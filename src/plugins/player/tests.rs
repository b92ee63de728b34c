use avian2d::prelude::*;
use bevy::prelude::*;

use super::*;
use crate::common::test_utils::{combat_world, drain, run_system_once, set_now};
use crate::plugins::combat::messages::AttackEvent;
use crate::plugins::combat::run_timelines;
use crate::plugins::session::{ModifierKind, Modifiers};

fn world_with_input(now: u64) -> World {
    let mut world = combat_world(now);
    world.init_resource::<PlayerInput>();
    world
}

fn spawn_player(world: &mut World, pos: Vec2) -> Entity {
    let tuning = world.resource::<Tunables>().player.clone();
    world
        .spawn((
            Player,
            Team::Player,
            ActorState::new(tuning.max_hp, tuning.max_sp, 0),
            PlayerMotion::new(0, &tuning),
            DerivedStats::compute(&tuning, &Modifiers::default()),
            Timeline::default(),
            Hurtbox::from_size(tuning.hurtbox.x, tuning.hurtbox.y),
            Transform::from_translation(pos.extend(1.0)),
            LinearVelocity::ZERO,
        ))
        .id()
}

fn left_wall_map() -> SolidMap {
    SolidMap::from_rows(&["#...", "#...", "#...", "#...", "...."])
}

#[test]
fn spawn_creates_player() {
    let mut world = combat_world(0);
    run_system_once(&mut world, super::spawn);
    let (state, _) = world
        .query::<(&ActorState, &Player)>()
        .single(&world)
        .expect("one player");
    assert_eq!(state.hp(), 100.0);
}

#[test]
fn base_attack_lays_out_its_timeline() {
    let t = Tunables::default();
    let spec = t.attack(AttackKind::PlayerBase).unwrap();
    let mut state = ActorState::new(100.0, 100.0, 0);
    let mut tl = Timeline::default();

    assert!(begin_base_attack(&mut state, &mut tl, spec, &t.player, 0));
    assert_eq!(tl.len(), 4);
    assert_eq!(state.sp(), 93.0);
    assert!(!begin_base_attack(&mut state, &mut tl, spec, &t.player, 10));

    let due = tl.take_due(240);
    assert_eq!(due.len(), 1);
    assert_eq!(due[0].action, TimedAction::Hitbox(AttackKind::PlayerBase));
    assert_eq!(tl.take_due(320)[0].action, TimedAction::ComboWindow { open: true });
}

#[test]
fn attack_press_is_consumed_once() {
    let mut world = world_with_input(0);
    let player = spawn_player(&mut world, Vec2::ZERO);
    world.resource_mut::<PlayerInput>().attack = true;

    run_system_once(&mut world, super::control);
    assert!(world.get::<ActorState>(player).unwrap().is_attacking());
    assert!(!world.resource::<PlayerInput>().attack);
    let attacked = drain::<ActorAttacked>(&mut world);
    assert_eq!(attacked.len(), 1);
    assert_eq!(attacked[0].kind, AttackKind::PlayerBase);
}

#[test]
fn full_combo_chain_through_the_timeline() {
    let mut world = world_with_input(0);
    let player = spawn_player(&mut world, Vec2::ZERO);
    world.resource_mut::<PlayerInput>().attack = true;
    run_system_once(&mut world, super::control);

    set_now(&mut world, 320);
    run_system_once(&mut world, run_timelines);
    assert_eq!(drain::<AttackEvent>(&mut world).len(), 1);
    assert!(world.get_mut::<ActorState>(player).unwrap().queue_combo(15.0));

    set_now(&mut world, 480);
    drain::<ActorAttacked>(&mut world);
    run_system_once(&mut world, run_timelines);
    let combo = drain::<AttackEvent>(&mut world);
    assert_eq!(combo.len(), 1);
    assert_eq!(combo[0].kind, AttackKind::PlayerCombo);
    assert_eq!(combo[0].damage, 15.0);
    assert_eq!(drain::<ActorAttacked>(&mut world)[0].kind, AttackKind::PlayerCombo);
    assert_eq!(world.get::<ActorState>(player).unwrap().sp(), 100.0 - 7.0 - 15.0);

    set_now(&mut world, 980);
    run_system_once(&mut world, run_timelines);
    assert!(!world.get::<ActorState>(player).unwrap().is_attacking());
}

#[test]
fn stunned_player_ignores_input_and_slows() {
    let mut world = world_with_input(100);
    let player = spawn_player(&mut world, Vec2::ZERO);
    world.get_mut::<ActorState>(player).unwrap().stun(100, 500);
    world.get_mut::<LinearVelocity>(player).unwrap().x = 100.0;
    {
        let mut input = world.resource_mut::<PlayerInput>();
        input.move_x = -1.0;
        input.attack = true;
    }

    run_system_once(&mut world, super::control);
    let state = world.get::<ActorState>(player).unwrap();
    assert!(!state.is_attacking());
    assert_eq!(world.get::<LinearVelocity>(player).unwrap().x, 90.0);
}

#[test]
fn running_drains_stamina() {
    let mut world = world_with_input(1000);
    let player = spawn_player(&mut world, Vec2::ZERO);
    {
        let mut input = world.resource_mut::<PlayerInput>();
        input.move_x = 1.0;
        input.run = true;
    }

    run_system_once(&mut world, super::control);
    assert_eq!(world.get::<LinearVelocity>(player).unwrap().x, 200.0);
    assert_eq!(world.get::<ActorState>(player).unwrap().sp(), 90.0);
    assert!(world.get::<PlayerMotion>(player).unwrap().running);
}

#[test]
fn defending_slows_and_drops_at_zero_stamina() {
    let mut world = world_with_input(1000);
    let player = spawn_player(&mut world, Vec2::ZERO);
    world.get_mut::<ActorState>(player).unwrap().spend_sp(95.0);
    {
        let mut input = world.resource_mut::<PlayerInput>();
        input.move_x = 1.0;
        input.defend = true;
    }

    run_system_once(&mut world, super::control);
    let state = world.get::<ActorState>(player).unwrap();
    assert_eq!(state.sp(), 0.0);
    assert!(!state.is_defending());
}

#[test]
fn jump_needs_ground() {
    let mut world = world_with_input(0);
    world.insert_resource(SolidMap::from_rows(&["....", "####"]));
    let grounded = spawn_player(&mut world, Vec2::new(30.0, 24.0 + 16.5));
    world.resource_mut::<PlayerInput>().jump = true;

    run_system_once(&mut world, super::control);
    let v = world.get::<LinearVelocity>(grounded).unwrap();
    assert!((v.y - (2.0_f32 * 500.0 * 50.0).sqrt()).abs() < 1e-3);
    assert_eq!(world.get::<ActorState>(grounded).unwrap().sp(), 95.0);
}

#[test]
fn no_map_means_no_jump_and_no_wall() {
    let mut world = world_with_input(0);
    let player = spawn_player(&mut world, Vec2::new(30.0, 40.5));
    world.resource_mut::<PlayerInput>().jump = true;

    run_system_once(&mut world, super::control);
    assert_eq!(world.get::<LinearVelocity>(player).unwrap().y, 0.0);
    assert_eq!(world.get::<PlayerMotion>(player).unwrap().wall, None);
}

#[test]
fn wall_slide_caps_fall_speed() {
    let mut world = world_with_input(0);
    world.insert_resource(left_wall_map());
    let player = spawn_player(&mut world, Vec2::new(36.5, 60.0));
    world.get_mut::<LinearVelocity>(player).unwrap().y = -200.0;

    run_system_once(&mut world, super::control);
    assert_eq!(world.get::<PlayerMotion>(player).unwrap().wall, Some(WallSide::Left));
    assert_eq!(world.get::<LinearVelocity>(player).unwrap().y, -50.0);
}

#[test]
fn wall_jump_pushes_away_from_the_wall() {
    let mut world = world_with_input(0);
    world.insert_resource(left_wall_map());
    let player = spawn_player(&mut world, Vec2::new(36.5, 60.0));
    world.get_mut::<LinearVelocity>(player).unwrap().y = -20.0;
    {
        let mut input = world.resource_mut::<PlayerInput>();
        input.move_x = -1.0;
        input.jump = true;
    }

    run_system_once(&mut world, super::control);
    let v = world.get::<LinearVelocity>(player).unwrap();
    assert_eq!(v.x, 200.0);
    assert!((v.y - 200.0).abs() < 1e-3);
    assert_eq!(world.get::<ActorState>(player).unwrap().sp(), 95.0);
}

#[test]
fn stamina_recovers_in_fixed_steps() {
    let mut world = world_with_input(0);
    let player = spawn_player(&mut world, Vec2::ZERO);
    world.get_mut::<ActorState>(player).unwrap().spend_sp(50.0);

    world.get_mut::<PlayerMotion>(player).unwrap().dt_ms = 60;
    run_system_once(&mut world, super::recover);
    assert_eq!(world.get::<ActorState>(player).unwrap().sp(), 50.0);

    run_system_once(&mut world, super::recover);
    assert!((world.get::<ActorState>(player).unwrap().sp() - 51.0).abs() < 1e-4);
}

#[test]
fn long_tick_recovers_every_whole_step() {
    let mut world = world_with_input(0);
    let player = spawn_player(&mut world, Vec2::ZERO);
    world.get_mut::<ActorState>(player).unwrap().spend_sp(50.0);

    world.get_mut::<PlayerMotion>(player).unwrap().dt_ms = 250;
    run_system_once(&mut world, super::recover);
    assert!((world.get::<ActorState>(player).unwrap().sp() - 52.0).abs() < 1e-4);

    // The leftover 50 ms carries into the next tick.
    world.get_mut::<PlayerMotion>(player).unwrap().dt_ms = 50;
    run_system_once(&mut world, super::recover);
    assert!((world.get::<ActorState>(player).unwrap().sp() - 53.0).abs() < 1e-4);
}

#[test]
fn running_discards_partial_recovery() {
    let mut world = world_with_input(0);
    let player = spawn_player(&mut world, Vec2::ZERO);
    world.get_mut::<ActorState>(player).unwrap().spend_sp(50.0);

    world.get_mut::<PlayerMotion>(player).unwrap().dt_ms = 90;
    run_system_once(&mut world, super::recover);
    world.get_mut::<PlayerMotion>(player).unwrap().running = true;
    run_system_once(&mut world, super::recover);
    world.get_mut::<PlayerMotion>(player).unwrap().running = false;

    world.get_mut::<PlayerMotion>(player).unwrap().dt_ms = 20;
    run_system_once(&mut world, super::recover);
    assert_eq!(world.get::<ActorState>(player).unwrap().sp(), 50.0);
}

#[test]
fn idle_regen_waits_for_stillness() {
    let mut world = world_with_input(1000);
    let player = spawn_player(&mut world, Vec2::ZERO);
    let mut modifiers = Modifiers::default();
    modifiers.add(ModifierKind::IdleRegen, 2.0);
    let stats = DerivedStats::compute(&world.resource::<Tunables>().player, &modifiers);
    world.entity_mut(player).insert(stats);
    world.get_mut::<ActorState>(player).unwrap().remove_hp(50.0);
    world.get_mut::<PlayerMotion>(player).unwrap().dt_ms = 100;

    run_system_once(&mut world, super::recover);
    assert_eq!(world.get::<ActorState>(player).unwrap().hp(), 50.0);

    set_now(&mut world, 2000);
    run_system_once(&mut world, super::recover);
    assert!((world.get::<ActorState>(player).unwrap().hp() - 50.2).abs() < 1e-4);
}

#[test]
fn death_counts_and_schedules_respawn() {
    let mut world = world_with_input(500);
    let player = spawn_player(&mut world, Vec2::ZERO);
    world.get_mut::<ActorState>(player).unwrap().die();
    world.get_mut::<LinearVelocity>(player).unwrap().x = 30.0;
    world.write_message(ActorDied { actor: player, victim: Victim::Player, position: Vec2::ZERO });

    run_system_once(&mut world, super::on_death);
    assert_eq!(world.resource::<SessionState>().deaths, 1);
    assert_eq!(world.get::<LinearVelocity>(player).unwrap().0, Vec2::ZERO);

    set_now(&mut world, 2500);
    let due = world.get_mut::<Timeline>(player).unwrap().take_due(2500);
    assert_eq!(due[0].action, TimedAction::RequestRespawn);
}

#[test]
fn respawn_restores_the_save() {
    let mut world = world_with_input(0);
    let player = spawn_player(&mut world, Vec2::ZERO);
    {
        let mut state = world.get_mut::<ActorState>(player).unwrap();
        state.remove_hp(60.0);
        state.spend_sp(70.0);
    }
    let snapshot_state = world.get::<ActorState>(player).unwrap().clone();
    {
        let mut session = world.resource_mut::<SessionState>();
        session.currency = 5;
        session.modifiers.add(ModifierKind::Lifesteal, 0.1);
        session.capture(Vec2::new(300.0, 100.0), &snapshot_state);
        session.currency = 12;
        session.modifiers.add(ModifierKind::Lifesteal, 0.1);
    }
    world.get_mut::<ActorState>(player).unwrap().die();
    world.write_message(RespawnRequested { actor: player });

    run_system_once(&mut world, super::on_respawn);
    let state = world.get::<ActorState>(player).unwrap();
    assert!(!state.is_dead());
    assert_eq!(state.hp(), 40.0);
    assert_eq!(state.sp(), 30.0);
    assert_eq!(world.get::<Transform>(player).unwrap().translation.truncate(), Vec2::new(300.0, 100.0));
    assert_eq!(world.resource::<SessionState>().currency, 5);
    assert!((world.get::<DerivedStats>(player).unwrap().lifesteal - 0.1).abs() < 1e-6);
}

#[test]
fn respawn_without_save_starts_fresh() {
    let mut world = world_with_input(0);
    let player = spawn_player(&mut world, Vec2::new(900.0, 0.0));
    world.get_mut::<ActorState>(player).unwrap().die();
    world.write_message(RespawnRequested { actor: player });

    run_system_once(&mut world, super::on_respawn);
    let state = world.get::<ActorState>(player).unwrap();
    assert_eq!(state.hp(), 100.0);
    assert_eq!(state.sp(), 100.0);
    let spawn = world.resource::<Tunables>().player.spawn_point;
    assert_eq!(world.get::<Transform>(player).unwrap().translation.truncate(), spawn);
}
****************
§ **TASK DIRECTIONS**: Each line in the listing that contains "tuning" should be returned.

§ **ANSWER TO THE EXERCISE**:
    let tuning = world.resource::<Tunables>().player.clone();
            ActorState::new(tuning.max_hp, tuning.max_sp, 0),
            PlayerMotion::new(0, &tuning),
            DerivedStats::compute(&tuning, &Modifiers::default()),
            Hurtbox::from_size(tuning.hurtbox.x, tuning.hurtbox.y),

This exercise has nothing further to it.